Problem to solve
Would you go through the records below and copy each line with the string "await"?

[Source data]
####

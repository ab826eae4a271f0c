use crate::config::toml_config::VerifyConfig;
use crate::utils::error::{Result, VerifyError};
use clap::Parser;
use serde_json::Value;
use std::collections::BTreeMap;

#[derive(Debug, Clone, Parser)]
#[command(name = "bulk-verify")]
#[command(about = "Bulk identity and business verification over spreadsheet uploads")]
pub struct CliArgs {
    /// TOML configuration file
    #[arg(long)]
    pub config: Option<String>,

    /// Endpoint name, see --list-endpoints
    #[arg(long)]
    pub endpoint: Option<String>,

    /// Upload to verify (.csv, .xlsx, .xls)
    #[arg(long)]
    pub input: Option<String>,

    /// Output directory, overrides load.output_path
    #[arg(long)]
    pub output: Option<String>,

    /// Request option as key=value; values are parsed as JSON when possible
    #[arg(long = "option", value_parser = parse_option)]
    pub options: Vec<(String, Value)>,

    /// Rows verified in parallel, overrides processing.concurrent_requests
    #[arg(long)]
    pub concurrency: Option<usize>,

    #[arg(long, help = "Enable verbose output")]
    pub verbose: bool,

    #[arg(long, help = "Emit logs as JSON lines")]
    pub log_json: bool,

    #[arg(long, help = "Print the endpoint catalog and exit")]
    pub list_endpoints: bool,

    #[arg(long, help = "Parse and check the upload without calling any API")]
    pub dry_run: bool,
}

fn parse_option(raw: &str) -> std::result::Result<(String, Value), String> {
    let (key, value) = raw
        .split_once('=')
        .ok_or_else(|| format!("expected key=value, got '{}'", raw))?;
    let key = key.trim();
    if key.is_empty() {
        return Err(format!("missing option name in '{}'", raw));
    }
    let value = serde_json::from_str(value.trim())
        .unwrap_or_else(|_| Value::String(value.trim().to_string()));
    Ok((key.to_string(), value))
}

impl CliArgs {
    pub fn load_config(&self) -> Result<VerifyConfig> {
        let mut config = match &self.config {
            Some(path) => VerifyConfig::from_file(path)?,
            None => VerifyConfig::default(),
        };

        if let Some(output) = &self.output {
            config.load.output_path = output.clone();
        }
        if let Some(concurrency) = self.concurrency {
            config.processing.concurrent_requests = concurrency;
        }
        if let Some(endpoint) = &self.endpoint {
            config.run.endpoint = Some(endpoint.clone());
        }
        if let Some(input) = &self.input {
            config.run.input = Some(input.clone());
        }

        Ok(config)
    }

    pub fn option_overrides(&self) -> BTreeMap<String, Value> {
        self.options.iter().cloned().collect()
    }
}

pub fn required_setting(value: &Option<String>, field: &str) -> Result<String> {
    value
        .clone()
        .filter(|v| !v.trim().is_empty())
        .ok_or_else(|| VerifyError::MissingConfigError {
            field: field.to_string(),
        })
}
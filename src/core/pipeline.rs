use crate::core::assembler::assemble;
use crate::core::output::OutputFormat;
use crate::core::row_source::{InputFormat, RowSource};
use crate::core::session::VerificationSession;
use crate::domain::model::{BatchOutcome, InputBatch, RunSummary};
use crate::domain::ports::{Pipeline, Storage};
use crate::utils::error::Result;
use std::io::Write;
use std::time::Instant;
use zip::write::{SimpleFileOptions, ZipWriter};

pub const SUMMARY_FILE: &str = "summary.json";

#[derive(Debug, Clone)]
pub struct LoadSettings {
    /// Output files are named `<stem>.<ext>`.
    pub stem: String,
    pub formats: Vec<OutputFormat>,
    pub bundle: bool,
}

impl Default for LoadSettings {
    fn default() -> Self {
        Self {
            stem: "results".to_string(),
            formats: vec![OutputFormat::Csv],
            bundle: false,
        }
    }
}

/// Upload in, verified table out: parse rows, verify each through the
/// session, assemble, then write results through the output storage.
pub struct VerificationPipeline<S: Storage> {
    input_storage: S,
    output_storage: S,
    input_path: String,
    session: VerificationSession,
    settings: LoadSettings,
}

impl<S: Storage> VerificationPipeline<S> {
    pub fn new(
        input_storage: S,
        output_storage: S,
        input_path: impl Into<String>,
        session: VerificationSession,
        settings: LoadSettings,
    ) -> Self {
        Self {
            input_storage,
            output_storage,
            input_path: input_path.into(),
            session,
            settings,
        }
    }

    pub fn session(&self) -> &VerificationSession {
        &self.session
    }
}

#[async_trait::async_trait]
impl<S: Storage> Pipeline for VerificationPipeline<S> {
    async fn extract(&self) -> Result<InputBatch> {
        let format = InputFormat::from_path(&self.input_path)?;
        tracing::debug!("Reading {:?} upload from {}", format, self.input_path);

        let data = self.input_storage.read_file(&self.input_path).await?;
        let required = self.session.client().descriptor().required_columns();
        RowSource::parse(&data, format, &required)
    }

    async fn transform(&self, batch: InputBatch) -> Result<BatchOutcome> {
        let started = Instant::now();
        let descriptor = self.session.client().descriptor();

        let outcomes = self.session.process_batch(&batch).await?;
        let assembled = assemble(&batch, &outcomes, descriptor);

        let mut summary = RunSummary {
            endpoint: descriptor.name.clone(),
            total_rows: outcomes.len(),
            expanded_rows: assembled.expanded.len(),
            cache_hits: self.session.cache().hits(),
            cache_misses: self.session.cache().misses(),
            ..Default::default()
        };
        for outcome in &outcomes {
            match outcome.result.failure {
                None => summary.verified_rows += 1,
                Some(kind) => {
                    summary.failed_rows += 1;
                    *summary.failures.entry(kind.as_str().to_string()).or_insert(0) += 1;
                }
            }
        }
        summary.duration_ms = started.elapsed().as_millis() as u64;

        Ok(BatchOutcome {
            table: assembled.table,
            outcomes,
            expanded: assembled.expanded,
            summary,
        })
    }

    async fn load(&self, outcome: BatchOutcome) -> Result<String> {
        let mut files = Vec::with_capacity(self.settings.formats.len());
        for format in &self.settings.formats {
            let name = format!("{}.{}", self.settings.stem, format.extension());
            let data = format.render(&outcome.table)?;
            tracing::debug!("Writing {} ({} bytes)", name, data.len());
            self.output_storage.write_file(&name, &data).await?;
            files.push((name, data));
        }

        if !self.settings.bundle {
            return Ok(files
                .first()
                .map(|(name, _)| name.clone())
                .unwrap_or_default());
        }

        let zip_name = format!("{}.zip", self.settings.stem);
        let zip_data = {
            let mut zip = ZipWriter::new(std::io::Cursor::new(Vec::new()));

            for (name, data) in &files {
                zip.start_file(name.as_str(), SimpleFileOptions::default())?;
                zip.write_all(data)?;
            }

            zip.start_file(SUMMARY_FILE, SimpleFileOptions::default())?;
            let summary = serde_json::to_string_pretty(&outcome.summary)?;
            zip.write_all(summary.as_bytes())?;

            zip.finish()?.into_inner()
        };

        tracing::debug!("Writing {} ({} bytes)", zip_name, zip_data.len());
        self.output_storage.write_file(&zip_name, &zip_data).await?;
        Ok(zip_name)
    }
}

####

Result
        let data = self.input_storage.read_file(&self.input_path).await?;
        let outcomes = self.session.process_batch(&batch).await?;
            self.output_storage.write_file(&name, &data).await?;
        self.output_storage.write_file(&zip_name, &zip_data).await?;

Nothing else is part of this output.